◆ Entries shown
• • • • • • •

impl Archive {
    pub fn new(
        archive_id: ArchiveId,
        chain_id: ChainId,
        level: u32,
        created_at: DateTime<Utc>,
        size_bytes: u64,
        local_path: Option<PathBuf>,
    ) -> Self {
        Self {
            archive_id,
            level,
            chain_id,
            created_at,
            size_bytes,
            local_path,
            upload_state: UploadState::Pending,
            remote_archive_id: None,
            uploaded_at: None,
            awaiting_inventory_since: None,
            last_error: None,
        }
    }

    pub fn is_full(&self) -> bool {
        self.level == 0
    }

    pub fn is_live(&self) -> bool {
        self.upload_state != UploadState::Deleted
    }

    /// Still needs to reach the vault.
    pub fn needs_upload(&self) -> bool {
        matches!(
            self.upload_state,
            UploadState::Pending | UploadState::Uploading
        )
    }
}

/// Aggregate view of one chain, for listing and pruning.
#[derive(Debug, Clone, PartialEq, Eq)]
pub struct ChainSummary {
    pub chain_id: ChainId,
    pub full_created_at: Option<DateTime<Utc>>,
    pub archive_count: usize,
    pub max_level: u32,
    pub size_bytes: u64,
    pub status: ChainStatus,
}

#[derive(Debug, Clone, Copy, PartialEq, Eq)]
pub enum ChainStatus {
    /// At least one member still has to be uploaded.
    Pending,
    Uploaded,
    Deleting,
    Deleted,
}

impl ChainStatus {
    pub fn as_str(&self) -> &'static str {
        match self {
            ChainStatus::Pending => "pending",
            ChainStatus::Uploaded => "uploaded",
            ChainStatus::Deleting => "deleting",
            ChainStatus::Deleted => "deleted",
        }
    }
}

/// Durable record of every produced archive.
///
/// Rows are append-only; only the upload fields change after `record`.
/// Chain integrity is enforced on every mutation: an incremental always has
/// a live FULL in its chain, and a FULL is deleted last.
#[derive(Debug, Clone, Default, PartialEq, Serialize, Deserialize)]
pub struct ArchiveCatalog {
    #[serde(default)]
    archives: Vec<Archive>,
}

impl ArchiveCatalog {
    pub fn new() -> Self {
        Self::default()
    }

    pub fn archives(&self) -> &[Archive] {
        &self.archives
    }

    pub fn len(&self) -> usize {
        self.archives.len()
    }

    pub fn is_empty(&self) -> bool {
        self.archives.is_empty()
    }

    pub fn get(&self, archive_id: &ArchiveId) -> Option<&Archive> {
        self.archives.iter().find(|a| &a.archive_id == archive_id)
    }

    fn get_mut(&mut self, archive_id: &ArchiveId) -> Result<&mut Archive> {
        self.archives
            .iter_mut()
            .find(|a| &a.archive_id == archive_id)
            .ok_or_else(|| ColdchainError::ArchiveNotFound(archive_id.to_string()))
    }

    pub fn record(&mut self, archive: Archive) -> Result<()> {
        if self.get(&archive.archive_id).is_some() {
            return Err(ColdchainError::DuplicateArchive(
                archive.archive_id.as_str().to_string(),
            ));
        }
        let live_full = self.live_full(&archive.chain_id).map(|a| a.archive_id.clone());
        match (archive.is_full(), live_full) {
            (true, Some(existing)) => {
                return Err(ColdchainError::ChainIntegrity(format!(
                    "chain {} already has FULL {existing}",
                    archive.chain_id
                )))
            }
            (false, None) => {
                return Err(ColdchainError::ChainIntegrity(format!(
                    "level {} archive {} references chain {} without a live FULL",
                    archive.level, archive.archive_id, archive.chain_id
                )))
            }
            _ => {}
        }
        self.archives.push(archive);
        Ok(())
    }

    pub fn mark_uploading(&mut self, archive_id: &ArchiveId) -> Result<()> {
        let archive = self.get_mut(archive_id)?;
        match archive.upload_state {
            UploadState::Pending | UploadState::Uploading => {
                archive.upload_state = UploadState::Uploading;
                Ok(())
            }
            other => Err(ColdchainError::Other(format!(
                "cannot upload archive {archive_id} in state {other}"
            ))),
        }
    }

    /// Record a confirmed remote copy. Returns `false` when the archive was
    /// already uploaded under the same remote id.
    pub fn mark_uploaded(
        &mut self,
        archive_id: &ArchiveId,
        remote_archive_id: &str,
        uploaded_at: DateTime<Utc>,
    ) -> Result<bool> {
        let archive = self.get_mut(archive_id)?;
        match archive.upload_state {
            UploadState::Uploaded
                if archive.remote_archive_id.as_deref() == Some(remote_archive_id) =>
            {
                return Ok(false)
            }
            UploadState::Pending | UploadState::Uploading => {}
            other => {
                return Err(ColdchainError::ReconciliationConflict(format!(
                    "archive {archive_id} is {other} as {}; refusing second remote copy {remote_archive_id}",
                    archive.remote_archive_id.as_deref().unwrap_or("-")
                )))
            }
        }
        archive.upload_state = UploadState::Uploaded;
        archive.remote_archive_id = Some(remote_archive_id.to_string());
        archive.uploaded_at = Some(uploaded_at);
        archive.awaiting_inventory_since = None;
        archive.last_error = None;
        Ok(true)
    }

    /// Return an archive to PENDING, forgetting any remote copy.
    pub fn mark_pending(&mut self, archive_id: &ArchiveId, reason: Option<&str>) -> Result<()> {
        let archive = self.get_mut(archive_id)?;
        if matches!(
            archive.upload_state,
            UploadState::DeletePending | UploadState::Deleted
        ) {
            return Err(ColdchainError::ChainIntegrity(format!(
                "archive {archive_id} is {}; cannot return it to pending",
                archive.upload_state
            )));
        }
        archive.upload_state = UploadState::Pending;
        archive.remote_archive_id = None;
        archive.uploaded_at = None;
        if let Some(reason) = reason {
            archive.last_error = Some(reason.to_string());
        }
        Ok(())
    }

    /// Park an archive whose upload outcome is unknown until an inventory
    /// taken at or after `since` settles it.
    pub fn hold_for_inventory(&mut self, archive_id: &ArchiveId, since: DateTime<Utc>) -> Result<()> {
        self.mark_pending(archive_id, Some("upload result lost; waiting for vault inventory"))?;
        let archive = self.get_mut(archive_id)?;
        archive.awaiting_inventory_since = Some(since);
        Ok(())
    }

    pub fn release_hold(&mut self, archive_id: &ArchiveId) -> Result<()> {
        let archive = self.get_mut(archive_id)?;
        archive.awaiting_inventory_since = None;
        Ok(())
    }

    pub fn set_error(&mut self, archive_id: &ArchiveId, message: Option<String>) -> Result<()> {
        self.get_mut(archive_id)?.last_error = message;
        Ok(())
    }

    pub fn set_local_path(&mut self, archive_id: &ArchiveId, path: Option<PathBuf>) -> Result<()> {
        self.get_mut(archive_id)?.local_path = path;
        Ok(())
    }

    /// Move every member of a chain to DELETE_PENDING in one step.
    ///
    /// Refuses unless every live member is UPLOADED (or already staged), so
    /// a chain can never mix DELETED and UPLOADED members.
    pub fn stage_chain_deletion(&mut self, chain_id: &ChainId) -> Result<Vec<ArchiveId>> {
        let members: Vec<&Archive> = self
            .archives
            .iter()
            .filter(|a| &a.chain_id == chain_id && a.is_live())
            .collect();
        if members.is_empty() {
            return Err(ColdchainError::ChainIntegrity(format!(
                "chain {chain_id} has no live archives"
            )));
        }
        if let Some(blocker) = members.iter().find(|a| {
            !matches!(
                a.upload_state,
                UploadState::Uploaded | UploadState::DeletePending
            )
        }) {
            return Err(ColdchainError::ChainIntegrity(format!(
                "chain {chain_id} cannot be deleted: archive {} is {}",
                blocker.archive_id, blocker.upload_state
            )));
        }
        let mut staged = Vec::new();
        for archive in self
            .archives
            .iter_mut()
            .filter(|a| &a.chain_id == chain_id && a.is_live())
        {
            archive.upload_state = UploadState::DeletePending;
            staged.push(archive.archive_id.clone());
        }
        Ok(staged)
    }

    /// Confirm a remote deletion. The FULL of a chain is only accepted once
    /// every other member is DELETED.
    pub fn mark_deleted(&mut self, archive_id: &ArchiveId) -> Result<()> {
        let archive = self
            .get(archive_id)
            .ok_or_else(|| ColdchainError::ArchiveNotFound(archive_id.to_string()))?;
        match archive.upload_state {
            UploadState::Deleted => return Ok(()),
            UploadState::DeletePending => {}
            other => {
                return Err(ColdchainError::ChainIntegrity(format!(
                    "archive {archive_id} is {other}; only staged archives can be deleted"
                )))
            }
        }
        if archive.is_full() {
            let chain_id = archive.chain_id.clone();
            if let Some(dependent) = self.archives.iter().find(|a| {
                a.chain_id == chain_id && !a.is_full() && a.is_live()
            }) {
                return Err(ColdchainError::ChainIntegrity(format!(
                    "FULL {archive_id} still has live incremental {}",
                    dependent.archive_id
                )));
            }
        }
        let archive = self.get_mut(archive_id)?;
        archive.upload_state = UploadState::Deleted;
        archive.awaiting_inventory_since = None;
        archive.last_error = None;
        Ok(())
    }

    /// Members of a chain ordered by level.
    pub fn query_by_chain(&self, chain_id: &ChainId) -> Vec<&Archive> {
        let mut members: Vec<&Archive> = self
            .archives
            .iter()
            .filter(|a| &a.chain_id == chain_id)
            .collect();
        members.sort_by_key(|a| (a.level, a.created_at));
        members
    }

    pub fn total_uploaded_size(&self) -> u64 {
        self.archives
            .iter()
            .filter(|a| a.upload_state == UploadState::Uploaded)
            .map(|a| a.size_bytes)
            .sum()
    }

    /// Find the catalog entry backed by a remote copy (deleted rows included,
    /// since a lagging inventory may still list them).
    pub fn find_by_remote_id(&self, remote_archive_id: &str) -> Option<&Archive> {
        self.archives
            .iter()
            .find(|a| a.remote_archive_id.as_deref() == Some(remote_archive_id))
    }

    pub fn live_full(&self, chain_id: &ChainId) -> Option<&Archive> {
        self.archives
            .iter()
            .find(|a| &a.chain_id == chain_id && a.is_full() && a.is_live())
    }

    /// Most recently uploaded archive, used to estimate the next upload.
    pub fn last_uploaded(&self) -> Option<&Archive> {
        self.archives
            .iter()
            .filter(|a| a.upload_state == UploadState::Uploaded)
            .max_by_key(|a| a.uploaded_at)
    }

    /// Summaries of every chain, ordered by chain id.
    pub fn chains(&self) -> Vec<ChainSummary> {
        let mut grouped: BTreeMap<&ChainId, Vec<&Archive>> = BTreeMap::new();
        for archive in &self.archives {
            grouped.entry(&archive.chain_id).or_default().push(archive);
        }
        grouped
            .into_iter()
            .map(|(chain_id, members)| {
                let status = if members.iter().all(|a| !a.is_live()) {
                    ChainStatus::Deleted
                } else if members
                    .iter()
                    .any(|a| a.upload_state == UploadState::DeletePending)
                {
                    ChainStatus::Deleting
                } else if members.iter().any(|a| a.needs_upload()) {
                    ChainStatus::Pending
                } else {
                    ChainStatus::Uploaded
                };
                ChainSummary {
                    chain_id: chain_id.clone(),
                    full_created_at: members
                        .iter()
                        .filter(|a| a.is_full())
                        .map(|a| a.created_at)
                        .min(),
                    archive_count: members.len(),
                    max_level: members.iter().map(|a| a.level).max().unwrap_or(0),
                    size_bytes: members.iter().map(|a| a.size_bytes).sum(),
                    status,
                }
            })
            .collect()
    }

    /// Chains with at least one DELETE_PENDING member.
    pub fn chains_pending_deletion(&self) -> Vec<ChainId> {
        let mut ids: Vec<ChainId> = self
            .archives
            .iter()
            .filter(|a| a.upload_state == UploadState::DeletePending)
            .map(|a| a.chain_id.clone())
            .collect();
        ids.sort();
        ids.dedup();
        ids
    }
}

• • • • • • •

◆ To do
Go through the records line by line and give the number of lines with the string "usize" in them, stating nothing else.

◆ Answer
2